Does the United States have the best health-care in the world?
That was the question posed by a noted professor of medicine at a recent conference I attended. Of the physicians and other health professionals that made up the audience, not one raised their hand. Not one! How could that be?
Was no one in the audience aware that the United States has among the highest survival rates for cancer treatment in the world? That our outcomes for complicated surgery are the envy of the globe? That trauma care is not equaled in any other country?
Was the audience composed of a bunch of anti-American radicals intent on destroying the best system of medical care the world has ever seen? After all, look at all the wealthy foreigners that flock to our hospitals to receive the latest innovations in treatment from the best and brightest doctors in the world!
One can say, with a fair degree of confidence that the United States is the best country in the world to be in if you are very sick (definitely where you want to be if you get shot, stabbed or if you’re involved in a high-impact motor-vehicle accident – yes, we’re the kings of trauma care!) But the objective of a health-care system goes beyond caring for the ill: it has the responsibility to help preserve health among the non-infirm. And that’s where we don’t do so well.

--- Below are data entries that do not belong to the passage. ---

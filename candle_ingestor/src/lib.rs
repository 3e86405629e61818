//! Incremental, resumable ingestion of minute-resolution OHLCV candles
//! for perpetual-futures symbols into per-symbol Postgres tables.
//!
//! The crate is organized around two narrow collaborator capabilities —
//! [`exchange::ExchangeClient`] and [`storage::CandleStore`] — and one
//! ingestion core in [`pipeline`] that drives them: recover a per-symbol
//! cursor from the table's own max timestamp, fetch bounded pages from
//! that cursor, append each page before advancing, and fan the loop out
//! concurrently across symbols with per-symbol failure isolation.

pub mod catalog;
pub mod config;
pub mod errors;
pub mod exchange;
pub mod export;
pub mod models;
pub mod pipeline;
pub mod storage;
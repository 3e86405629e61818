//! Immutable snapshot of a tradable instrument from the exchange catalog.

use serde::{Deserialize, Serialize};

/// Contract-type tag marking a perpetual futures instrument in the
/// exchange metadata.
pub const PERPETUAL: &str = "PERPETUAL";

/// One instrument from the exchange catalog, fetched once per run.
///
/// `symbol` is the unified display form (e.g. `"BTC/USDT"`);
/// `exchange_symbol` is the exchange-native identifier used on the wire
/// (e.g. `"BTCUSDT"`).
#[derive(Debug, Clone, Serialize, Deserialize)]
pub struct Instrument {
    /// Unified symbol, base and quote separated by `/`.
    pub symbol: String,

    /// Exchange-native symbol as sent in API requests.
    pub exchange_symbol: String,

    /// Contract-type tag from the exchange metadata (e.g. `"PERPETUAL"`).
    pub contract_type: String,

    /// The exchange-native metadata blob, kept verbatim.
    pub info: serde_json::Value,
}

impl Instrument {
    /// Whether the exchange tags this instrument as a perpetual contract.
    pub fn is_perpetual(&self) -> bool {
        self.contract_type == PERPETUAL
    }
}
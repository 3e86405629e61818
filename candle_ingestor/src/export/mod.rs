pub mod csv;

pub use csv::CsvExporter;
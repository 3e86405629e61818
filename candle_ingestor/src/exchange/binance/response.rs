//! Decoding of Binance futures REST payloads.
//!
//! Kline rows come back as heterogeneous JSON arrays (timestamps as
//! numbers, prices as strings), so they are decoded by hand rather
//! than with a derived struct.

use indexmap::IndexMap;
use serde::Deserialize;
use serde_json::Value;

use crate::{
    exchange::ExchangeError,
    models::{candle::Candle, instrument::Instrument},
};

/// Binance error code for a symbol the exchange does not recognize.
const INVALID_SYMBOL_CODE: i64 = -1121;

/// Response envelope of `/fapi/v1/exchangeInfo`.
///
/// Each entry is kept as a raw `Value` so the full metadata blob can be
/// preserved on the [`Instrument`].
#[derive(Debug, Deserialize)]
pub struct ExchangeInfo {
    pub symbols: Vec<Value>,
}

/// Builds the instrument catalog from `exchangeInfo` symbol entries.
///
/// The map is keyed by the exchange-native symbol, which the exchange
/// guarantees unique. Keying by the unified pair would let a delivery
/// contract (`BTCUSDT_240927`, same base and quote) overwrite the
/// perpetual (`BTCUSDT`) and silently drop it from an "all" run.
pub fn catalog_from_entries(
    entries: &[Value],
) -> Result<IndexMap<String, Instrument>, ExchangeError> {
    let mut catalog = IndexMap::with_capacity(entries.len());
    for entry in entries {
        let inst = instrument_from_entry(entry)?;
        catalog.insert(inst.exchange_symbol.clone(), inst);
    }
    Ok(catalog)
}

/// Builds an [`Instrument`] from one `exchangeInfo` symbol entry.
///
/// The unified symbol is `baseAsset/quoteAsset`, with the delivery
/// suffix of a dated contract carried over (`BTC/USDT-240927`) so
/// unified symbols stay distinct within a pair. `contractType` is
/// absent on some non-futures entries and defaults to empty (never
/// matching the perpetual tag).
pub fn instrument_from_entry(entry: &Value) -> Result<Instrument, ExchangeError> {
    let field = |name: &str| -> Result<&str, ExchangeError> {
        entry
            .get(name)
            .and_then(Value::as_str)
            .ok_or_else(|| ExchangeError::Malformed(format!("exchangeInfo entry missing `{name}`")))
    };

    let exchange_symbol = field("symbol")?.to_string();
    let base = field("baseAsset")?;
    let quote = field("quoteAsset")?;
    let contract_type = entry
        .get("contractType")
        .and_then(Value::as_str)
        .unwrap_or_default()
        .to_string();

    let symbol = match exchange_symbol.split_once('_') {
        Some((_, suffix)) => format!("{base}/{quote}-{suffix}"),
        None => format!("{base}/{quote}"),
    };

    Ok(Instrument {
        symbol,
        exchange_symbol,
        contract_type,
        info: entry.clone(),
    })
}

/// Converts raw `/fapi/v1/klines` rows into [`Candle`]s.
///
/// Only the first six elements of each row are used (open time and
/// OHLCV); the close time and trade statistics that follow are ignored.
pub fn candles_from_klines(rows: Vec<Vec<Value>>) -> Result<Vec<Candle>, ExchangeError> {
    rows.iter().map(|row| candle_from_row(row)).collect()
}

fn candle_from_row(row: &[Value]) -> Result<Candle, ExchangeError> {
    if row.len() < 6 {
        return Err(ExchangeError::Malformed(format!(
            "kline row has {} elements, expected at least 6",
            row.len()
        )));
    }

    let timestamp = row[0].as_i64().ok_or_else(|| {
        ExchangeError::Malformed(format!("kline open time is not an integer: {}", row[0]))
    })?;

    Ok(Candle {
        timestamp,
        open: decimal_field(&row[1], "open")?,
        high: decimal_field(&row[2], "high")?,
        low: decimal_field(&row[3], "low")?,
        close: decimal_field(&row[4], "close")?,
        volume: decimal_field(&row[5], "volume")?,
    })
}

// Binance encodes prices as decimal strings; tolerate plain numbers too.
fn decimal_field(value: &Value, name: &str) -> Result<f64, ExchangeError> {
    match value {
        Value::String(s) => s.parse::<f64>().ok(),
        Value::Number(n) => n.as_f64(),
        _ => None,
    }
    .ok_or_else(|| ExchangeError::Malformed(format!("kline {name} is not a decimal: {value}")))
}

/// Classifies a non-success API response, distinguishing the
/// invalid-symbol error so the pipeline can report it per-symbol.
pub fn classify_api_error(status: u16, body: String, symbol: &str) -> ExchangeError {
    if let Ok(err) = serde_json::from_str::<Value>(&body) {
        if err.get("code").and_then(Value::as_i64) == Some(INVALID_SYMBOL_CODE) {
            return ExchangeError::UnknownSymbol(symbol.to_string());
        }
    }
    ExchangeError::Api { status, body }
}

#[cfg(test)]
mod tests {
    use super::*;
    use serde_json::json;

    #[test]
    fn decodes_kline_rows() {
        let rows: Vec<Vec<Value>> = serde_json::from_value(json!([
            [
                1499040000000i64,
                "0.01634790",
                "0.80000000",
                "0.01575800",
                "0.02000000",
                "148976.11427815",
                1499040059999i64,
                "2434.19055334",
                308,
                "1756.87402397",
                "28.46694368",
                "0"
            ]
        ]))
        .unwrap();

        let candles = candles_from_klines(rows).unwrap();
        assert_eq!(candles.len(), 1);
        assert_eq!(candles[0].timestamp, 1_499_040_000_000);
        assert_eq!(candles[0].open, 0.0163479);
        assert_eq!(candles[0].volume, 148_976.11427815);
    }

    #[test]
    fn short_row_is_malformed() {
        let rows = vec![vec![json!(1499040000000i64), json!("1.0")]];
        let err = candles_from_klines(rows).unwrap_err();
        assert!(matches!(err, ExchangeError::Malformed(_)));
    }

    #[test]
    fn non_decimal_price_is_malformed() {
        let rows = vec![vec![
            json!(1499040000000i64),
            json!("not-a-price"),
            json!("1"),
            json!("1"),
            json!("1"),
            json!("1"),
        ]];
        assert!(matches!(
            candles_from_klines(rows).unwrap_err(),
            ExchangeError::Malformed(_)
        ));
    }

    #[test]
    fn builds_instrument_from_exchange_info_entry() {
        let entry = json!({
            "symbol": "BTCUSDT",
            "baseAsset": "BTC",
            "quoteAsset": "USDT",
            "contractType": "PERPETUAL",
            "status": "TRADING"
        });
        let inst = instrument_from_entry(&entry).unwrap();
        assert_eq!(inst.symbol, "BTC/USDT");
        assert_eq!(inst.exchange_symbol, "BTCUSDT");
        assert!(inst.is_perpetual());
        assert_eq!(inst.info["status"], "TRADING");
    }

    #[test]
    fn delivery_contract_keeps_suffix_in_unified_symbol() {
        let entry = json!({
            "symbol": "BTCUSDT_240927",
            "baseAsset": "BTC",
            "quoteAsset": "USDT",
            "contractType": "CURRENT_QUARTER"
        });
        let inst = instrument_from_entry(&entry).unwrap();
        assert_eq!(inst.symbol, "BTC/USDT-240927");
        assert!(!inst.is_perpetual());
    }

    #[test]
    fn catalog_keeps_perpetual_alongside_delivery_contracts() {
        use crate::catalog::select_symbols;
        use crate::models::selection::SymbolSelection;

        // Same base/quote pair, listed with the quarterly after the
        // perpetual as exchangeInfo does; neither may shadow the other.
        let entries = vec![
            json!({
                "symbol": "BTCUSDT",
                "baseAsset": "BTC",
                "quoteAsset": "USDT",
                "contractType": "PERPETUAL"
            }),
            json!({
                "symbol": "BTCUSDT_240927",
                "baseAsset": "BTC",
                "quoteAsset": "USDT",
                "contractType": "CURRENT_QUARTER"
            }),
        ];

        let catalog = catalog_from_entries(&entries).unwrap();
        assert_eq!(catalog.len(), 2);
        assert!(catalog["BTCUSDT"].is_perpetual());
        assert!(!catalog["BTCUSDT_240927"].is_perpetual());

        let selected = select_symbols(&catalog, &SymbolSelection::All);
        assert_eq!(selected, vec!["BTC/USDT"]);
    }

    #[test]
    fn missing_contract_type_is_not_perpetual() {
        let entry = json!({
            "symbol": "BTCUSDT",
            "baseAsset": "BTC",
            "quoteAsset": "USDT"
        });
        let inst = instrument_from_entry(&entry).unwrap();
        assert!(!inst.is_perpetual());
    }

    #[test]
    fn invalid_symbol_code_maps_to_unknown_symbol() {
        let body = r#"{"code":-1121,"msg":"Invalid symbol."}"#.to_string();
        let err = classify_api_error(400, body, "NOPE/USDT");
        assert!(matches!(err, ExchangeError::UnknownSymbol(s) if s == "NOPE/USDT"));
    }

    #[test]
    fn other_api_errors_keep_status_and_body() {
        let err = classify_api_error(418, "banned".to_string(), "BTC/USDT");
        assert!(matches!(err, ExchangeError::Api { status: 418, .. }));
    }
}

This is not a function of the quality of the doctors in our country but of the organization of the preventive services we have available. The key concept at play is that improving the medical care physicians provide will have a minimal impact on broader outcomes of health in our country.
This can be easily understood when we break down the determinants of one’s health listed here from highest to lowest importance:
Behavioral patterns (smoking, diet/exercise, use of seatbelts, etc.): 40%
Genetic predisposition: 30%
Social circumstances (income, socio-economic status): 15%
Medical care received: 10%
Environmental exposure: 5%
As you can see, medical care received is near the bottom of the list. So access to great physicians, laboratory tests and newest medications is relatively unimportant in terms of an individual’s overall health compared to habits, genetic make-up and socio-economic status.
Yet, we continue to invest disproportionately in medical care; in fact we spend way more per capita on medical services than any other country in the world. To make things worse, the traditional model of physician re-imbursement has always favored performing as many procedures (often of dubious value) on the individual patient as possible while not rewarding efforts towards improving health on a community level.
The professor giving the talk offered the following solution, very much tongue-in-cheek: “If you’re really sick, come to the United States. If you’re healthy and want to stay that way, go to Norway!”
A better solution would be to re-examine our health-care priorities in this country: to change physician compensation so that it rewards preventive care instead of offering perverse incentives; to address social determinants of illness and eliminate disparities in delivery of care; and to engage patients as partners in health to promote healthy behaviors. Until we do so, a large proportion of our health-care dollars will go up in smoke.